[Opening Exercise data section]

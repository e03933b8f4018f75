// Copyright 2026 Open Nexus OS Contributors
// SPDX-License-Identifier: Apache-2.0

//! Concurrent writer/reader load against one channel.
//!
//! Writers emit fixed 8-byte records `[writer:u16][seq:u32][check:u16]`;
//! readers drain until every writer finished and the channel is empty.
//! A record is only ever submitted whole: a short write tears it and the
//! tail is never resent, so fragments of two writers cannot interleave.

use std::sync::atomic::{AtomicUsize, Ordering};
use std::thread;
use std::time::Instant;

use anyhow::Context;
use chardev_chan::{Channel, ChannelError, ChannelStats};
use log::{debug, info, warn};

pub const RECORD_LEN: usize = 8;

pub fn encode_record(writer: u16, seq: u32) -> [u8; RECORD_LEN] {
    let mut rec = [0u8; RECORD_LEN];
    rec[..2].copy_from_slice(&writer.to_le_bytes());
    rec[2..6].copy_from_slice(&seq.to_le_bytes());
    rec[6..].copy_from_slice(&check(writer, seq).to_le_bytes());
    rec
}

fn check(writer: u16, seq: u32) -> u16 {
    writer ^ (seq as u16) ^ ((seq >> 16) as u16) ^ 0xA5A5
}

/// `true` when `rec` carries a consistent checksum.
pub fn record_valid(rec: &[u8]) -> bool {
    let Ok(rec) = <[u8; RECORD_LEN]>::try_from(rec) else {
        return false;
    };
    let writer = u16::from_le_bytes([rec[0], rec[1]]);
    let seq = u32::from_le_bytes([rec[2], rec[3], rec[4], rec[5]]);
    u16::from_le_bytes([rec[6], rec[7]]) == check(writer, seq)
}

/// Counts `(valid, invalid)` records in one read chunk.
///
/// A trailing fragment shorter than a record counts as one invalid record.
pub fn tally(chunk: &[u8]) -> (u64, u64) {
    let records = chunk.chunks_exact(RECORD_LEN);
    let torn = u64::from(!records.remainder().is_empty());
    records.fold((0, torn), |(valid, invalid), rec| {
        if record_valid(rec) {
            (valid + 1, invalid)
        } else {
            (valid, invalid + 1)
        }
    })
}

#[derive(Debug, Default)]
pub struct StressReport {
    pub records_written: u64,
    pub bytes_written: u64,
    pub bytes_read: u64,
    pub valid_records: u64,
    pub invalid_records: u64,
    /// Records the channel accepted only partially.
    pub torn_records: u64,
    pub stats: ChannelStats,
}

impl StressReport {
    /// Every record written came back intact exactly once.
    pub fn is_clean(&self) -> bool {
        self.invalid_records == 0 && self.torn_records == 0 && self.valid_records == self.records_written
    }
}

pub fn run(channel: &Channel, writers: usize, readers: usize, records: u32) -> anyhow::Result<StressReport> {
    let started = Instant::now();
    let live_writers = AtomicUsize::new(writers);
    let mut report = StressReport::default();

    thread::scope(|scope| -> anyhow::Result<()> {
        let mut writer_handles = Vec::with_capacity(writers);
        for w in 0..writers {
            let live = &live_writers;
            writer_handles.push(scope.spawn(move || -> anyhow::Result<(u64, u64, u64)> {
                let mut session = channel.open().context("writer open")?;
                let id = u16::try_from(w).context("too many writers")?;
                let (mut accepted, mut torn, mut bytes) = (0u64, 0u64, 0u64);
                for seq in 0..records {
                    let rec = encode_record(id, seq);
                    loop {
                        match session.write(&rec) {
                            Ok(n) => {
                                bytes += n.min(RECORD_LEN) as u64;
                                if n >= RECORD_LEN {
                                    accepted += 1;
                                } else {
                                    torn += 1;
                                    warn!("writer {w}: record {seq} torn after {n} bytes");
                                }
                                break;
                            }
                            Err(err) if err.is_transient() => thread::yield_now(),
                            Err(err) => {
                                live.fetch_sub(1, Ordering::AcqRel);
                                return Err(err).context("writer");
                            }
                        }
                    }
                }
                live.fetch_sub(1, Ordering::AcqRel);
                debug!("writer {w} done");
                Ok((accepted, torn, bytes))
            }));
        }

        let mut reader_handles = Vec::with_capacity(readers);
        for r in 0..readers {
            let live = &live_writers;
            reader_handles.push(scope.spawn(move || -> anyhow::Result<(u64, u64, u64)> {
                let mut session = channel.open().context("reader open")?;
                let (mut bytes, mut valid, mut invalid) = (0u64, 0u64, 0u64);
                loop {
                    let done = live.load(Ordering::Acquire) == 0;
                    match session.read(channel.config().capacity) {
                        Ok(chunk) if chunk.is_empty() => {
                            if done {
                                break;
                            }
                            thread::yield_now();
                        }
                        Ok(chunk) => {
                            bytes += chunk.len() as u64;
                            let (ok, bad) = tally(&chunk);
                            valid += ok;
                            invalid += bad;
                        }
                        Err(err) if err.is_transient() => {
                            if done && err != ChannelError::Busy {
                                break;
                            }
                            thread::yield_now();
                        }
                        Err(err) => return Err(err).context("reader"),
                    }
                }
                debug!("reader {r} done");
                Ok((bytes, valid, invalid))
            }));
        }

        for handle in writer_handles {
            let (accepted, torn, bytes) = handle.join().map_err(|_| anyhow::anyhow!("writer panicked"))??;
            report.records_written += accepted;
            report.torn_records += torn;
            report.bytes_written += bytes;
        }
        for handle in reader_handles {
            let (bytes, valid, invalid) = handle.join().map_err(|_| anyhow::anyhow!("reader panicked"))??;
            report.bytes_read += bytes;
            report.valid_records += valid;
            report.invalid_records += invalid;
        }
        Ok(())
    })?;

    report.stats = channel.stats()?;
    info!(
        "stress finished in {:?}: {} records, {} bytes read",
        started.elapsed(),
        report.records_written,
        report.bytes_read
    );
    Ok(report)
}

[Closing Exercise data section]
[Opening Exercise data section]

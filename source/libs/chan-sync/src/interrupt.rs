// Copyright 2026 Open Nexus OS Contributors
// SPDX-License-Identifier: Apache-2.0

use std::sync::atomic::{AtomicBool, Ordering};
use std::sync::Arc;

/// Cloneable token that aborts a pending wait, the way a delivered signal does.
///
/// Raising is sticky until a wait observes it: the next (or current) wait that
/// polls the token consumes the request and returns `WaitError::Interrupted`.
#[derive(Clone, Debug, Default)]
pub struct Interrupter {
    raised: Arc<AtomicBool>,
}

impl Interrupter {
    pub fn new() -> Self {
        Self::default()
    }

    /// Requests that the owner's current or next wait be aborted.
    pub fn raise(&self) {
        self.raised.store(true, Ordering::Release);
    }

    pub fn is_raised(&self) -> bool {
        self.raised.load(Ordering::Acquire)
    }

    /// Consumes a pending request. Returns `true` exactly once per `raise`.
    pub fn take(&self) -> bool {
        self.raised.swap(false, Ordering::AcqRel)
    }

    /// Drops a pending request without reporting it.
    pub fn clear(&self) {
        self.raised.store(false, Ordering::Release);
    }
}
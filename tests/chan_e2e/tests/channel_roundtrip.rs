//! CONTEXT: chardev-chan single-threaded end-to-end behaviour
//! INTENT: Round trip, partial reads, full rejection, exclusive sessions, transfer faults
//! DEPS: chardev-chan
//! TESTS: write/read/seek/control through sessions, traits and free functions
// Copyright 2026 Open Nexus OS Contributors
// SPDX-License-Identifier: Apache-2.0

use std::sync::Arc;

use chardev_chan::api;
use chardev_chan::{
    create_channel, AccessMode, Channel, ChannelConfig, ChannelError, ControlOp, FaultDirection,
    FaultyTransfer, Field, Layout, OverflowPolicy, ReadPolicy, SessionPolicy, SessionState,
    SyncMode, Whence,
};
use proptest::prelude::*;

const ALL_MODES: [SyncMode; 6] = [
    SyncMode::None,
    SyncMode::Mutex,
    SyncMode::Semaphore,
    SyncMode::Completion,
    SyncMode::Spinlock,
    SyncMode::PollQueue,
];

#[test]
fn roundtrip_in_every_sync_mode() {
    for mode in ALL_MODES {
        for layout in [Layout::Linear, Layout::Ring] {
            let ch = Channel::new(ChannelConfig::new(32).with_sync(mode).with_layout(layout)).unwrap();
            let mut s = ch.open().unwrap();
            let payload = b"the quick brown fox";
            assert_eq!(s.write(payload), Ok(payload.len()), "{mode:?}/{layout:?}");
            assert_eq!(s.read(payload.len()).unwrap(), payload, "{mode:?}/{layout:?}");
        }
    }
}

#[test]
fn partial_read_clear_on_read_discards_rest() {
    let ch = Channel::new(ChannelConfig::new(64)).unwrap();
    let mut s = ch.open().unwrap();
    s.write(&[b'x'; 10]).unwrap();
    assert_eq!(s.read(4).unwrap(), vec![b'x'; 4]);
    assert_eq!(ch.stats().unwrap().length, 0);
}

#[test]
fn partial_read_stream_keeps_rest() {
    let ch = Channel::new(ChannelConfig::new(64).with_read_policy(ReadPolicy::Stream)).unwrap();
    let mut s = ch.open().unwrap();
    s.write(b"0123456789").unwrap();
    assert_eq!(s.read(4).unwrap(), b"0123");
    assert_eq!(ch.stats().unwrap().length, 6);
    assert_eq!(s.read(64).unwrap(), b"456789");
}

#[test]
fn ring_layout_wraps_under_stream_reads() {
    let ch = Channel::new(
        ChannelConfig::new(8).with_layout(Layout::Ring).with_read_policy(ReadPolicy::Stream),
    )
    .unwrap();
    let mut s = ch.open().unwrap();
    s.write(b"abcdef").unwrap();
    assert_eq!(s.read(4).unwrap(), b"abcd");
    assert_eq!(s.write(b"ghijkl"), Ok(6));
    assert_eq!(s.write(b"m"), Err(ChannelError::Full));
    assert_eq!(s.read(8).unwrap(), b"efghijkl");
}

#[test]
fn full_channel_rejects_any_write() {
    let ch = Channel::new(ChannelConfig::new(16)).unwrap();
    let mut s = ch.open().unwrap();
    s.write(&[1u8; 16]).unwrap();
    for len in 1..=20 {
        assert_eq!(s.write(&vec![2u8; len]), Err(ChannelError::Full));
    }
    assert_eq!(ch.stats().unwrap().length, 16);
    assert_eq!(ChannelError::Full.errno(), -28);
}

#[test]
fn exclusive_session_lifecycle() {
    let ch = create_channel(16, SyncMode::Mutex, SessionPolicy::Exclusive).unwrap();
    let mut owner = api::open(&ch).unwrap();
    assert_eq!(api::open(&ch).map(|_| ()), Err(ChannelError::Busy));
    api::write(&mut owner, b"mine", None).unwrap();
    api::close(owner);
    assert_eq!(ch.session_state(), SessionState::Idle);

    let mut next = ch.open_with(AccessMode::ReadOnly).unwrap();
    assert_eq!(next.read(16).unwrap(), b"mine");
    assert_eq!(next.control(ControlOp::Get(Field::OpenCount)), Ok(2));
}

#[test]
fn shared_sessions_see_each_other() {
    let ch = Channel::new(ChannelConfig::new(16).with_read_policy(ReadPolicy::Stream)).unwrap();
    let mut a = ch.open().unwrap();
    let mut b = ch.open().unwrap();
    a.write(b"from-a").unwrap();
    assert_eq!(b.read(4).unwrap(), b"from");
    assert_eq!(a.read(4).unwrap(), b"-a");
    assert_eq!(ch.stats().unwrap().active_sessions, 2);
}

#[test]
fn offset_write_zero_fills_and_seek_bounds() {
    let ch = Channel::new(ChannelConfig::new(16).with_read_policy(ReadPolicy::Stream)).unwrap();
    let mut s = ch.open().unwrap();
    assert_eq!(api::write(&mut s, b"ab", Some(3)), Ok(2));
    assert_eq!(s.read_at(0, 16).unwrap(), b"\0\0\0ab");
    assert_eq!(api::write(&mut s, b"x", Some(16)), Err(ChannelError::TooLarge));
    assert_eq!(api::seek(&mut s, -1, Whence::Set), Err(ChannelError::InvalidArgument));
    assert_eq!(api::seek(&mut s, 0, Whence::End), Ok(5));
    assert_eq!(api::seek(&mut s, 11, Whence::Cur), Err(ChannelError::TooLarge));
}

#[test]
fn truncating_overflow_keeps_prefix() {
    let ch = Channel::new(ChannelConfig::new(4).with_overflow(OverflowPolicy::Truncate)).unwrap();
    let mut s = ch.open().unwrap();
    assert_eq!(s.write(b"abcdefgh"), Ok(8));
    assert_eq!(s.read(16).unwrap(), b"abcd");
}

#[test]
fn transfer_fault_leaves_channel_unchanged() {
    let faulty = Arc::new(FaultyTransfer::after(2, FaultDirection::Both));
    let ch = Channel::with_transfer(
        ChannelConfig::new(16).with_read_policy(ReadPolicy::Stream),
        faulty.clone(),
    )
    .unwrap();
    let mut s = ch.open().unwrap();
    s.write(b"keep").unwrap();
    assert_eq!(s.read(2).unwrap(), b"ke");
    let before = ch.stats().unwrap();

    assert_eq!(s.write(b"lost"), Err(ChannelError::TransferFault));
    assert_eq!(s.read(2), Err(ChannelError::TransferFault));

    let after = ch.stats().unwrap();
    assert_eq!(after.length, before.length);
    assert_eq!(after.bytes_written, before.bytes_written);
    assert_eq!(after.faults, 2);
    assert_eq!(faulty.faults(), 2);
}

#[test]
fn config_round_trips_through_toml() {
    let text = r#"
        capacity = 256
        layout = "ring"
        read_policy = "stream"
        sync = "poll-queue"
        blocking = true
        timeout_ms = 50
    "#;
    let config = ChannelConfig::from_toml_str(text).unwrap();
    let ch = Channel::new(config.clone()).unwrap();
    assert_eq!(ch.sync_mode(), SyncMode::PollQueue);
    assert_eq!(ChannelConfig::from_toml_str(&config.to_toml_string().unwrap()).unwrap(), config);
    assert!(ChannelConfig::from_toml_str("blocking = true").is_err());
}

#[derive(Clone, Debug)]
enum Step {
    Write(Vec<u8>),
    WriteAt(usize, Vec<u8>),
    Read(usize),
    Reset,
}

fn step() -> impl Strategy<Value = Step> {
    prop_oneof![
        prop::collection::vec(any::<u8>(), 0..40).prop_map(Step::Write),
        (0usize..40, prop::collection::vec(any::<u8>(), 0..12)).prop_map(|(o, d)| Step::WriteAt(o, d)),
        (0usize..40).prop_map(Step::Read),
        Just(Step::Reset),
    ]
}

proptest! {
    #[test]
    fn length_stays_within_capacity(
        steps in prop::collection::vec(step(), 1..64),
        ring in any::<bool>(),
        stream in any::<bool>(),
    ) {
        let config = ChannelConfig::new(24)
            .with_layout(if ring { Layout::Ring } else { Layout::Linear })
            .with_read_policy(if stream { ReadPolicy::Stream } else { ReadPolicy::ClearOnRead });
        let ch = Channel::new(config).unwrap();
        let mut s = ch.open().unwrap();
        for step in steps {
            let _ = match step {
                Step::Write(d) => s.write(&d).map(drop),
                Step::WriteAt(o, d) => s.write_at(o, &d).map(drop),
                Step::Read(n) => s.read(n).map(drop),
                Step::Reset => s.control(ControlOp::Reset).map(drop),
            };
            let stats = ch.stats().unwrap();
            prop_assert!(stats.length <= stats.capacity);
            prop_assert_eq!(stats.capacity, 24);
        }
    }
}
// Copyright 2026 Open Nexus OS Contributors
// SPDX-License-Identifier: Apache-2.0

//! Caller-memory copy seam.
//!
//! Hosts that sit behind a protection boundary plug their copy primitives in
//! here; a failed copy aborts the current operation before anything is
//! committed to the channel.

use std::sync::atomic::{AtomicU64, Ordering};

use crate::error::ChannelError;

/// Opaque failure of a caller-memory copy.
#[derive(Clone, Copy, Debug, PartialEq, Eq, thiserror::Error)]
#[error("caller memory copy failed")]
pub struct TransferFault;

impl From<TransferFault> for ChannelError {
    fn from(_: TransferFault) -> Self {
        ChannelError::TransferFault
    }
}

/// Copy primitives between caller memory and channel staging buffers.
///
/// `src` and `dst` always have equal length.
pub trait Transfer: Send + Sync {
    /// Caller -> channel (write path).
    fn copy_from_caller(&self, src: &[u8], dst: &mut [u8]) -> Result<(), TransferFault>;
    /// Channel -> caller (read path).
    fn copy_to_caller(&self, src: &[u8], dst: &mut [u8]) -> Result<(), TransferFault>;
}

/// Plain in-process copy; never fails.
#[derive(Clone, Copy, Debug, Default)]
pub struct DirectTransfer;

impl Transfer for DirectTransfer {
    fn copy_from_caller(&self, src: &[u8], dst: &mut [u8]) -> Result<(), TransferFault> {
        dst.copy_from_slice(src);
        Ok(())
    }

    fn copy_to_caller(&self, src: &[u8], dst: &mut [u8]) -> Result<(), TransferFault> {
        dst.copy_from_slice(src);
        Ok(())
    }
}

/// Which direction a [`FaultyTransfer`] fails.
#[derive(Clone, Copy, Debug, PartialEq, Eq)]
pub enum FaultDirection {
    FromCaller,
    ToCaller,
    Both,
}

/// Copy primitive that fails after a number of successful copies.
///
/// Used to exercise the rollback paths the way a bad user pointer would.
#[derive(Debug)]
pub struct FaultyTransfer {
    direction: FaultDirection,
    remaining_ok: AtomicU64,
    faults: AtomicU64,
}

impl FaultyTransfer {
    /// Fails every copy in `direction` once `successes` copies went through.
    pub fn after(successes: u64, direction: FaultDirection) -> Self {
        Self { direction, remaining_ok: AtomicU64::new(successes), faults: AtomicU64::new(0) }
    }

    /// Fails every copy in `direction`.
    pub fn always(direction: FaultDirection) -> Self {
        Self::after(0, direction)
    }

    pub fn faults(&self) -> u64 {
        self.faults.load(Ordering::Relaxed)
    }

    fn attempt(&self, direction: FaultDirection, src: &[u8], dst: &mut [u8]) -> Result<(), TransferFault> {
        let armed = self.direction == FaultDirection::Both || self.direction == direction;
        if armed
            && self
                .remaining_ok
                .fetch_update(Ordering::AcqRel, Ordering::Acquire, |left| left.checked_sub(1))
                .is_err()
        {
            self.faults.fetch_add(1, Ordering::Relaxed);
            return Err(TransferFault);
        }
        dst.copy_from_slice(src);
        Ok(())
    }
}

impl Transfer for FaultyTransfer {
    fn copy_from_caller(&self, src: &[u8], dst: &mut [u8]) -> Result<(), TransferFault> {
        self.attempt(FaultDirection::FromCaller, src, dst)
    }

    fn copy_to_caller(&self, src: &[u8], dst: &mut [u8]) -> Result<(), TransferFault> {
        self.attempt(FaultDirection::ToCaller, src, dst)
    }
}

[Closing Exercise data section]

Assigned task: Copy the lines above exactly. Start with the line containing "repository e03933b8f4018f75", end with the line containing "channel is empty.", and include both.

Response to this task:
repository e03933b8f4018f75
// Copyright 2026 Open Nexus OS Contributors
// SPDX-License-Identifier: Apache-2.0

//! Concurrent writer/reader load against one channel.
//!
//! Writers emit fixed 8-byte records `[writer:u16][seq:u32][check:u16]`;
//! readers drain until every writer finished and the channel is empty.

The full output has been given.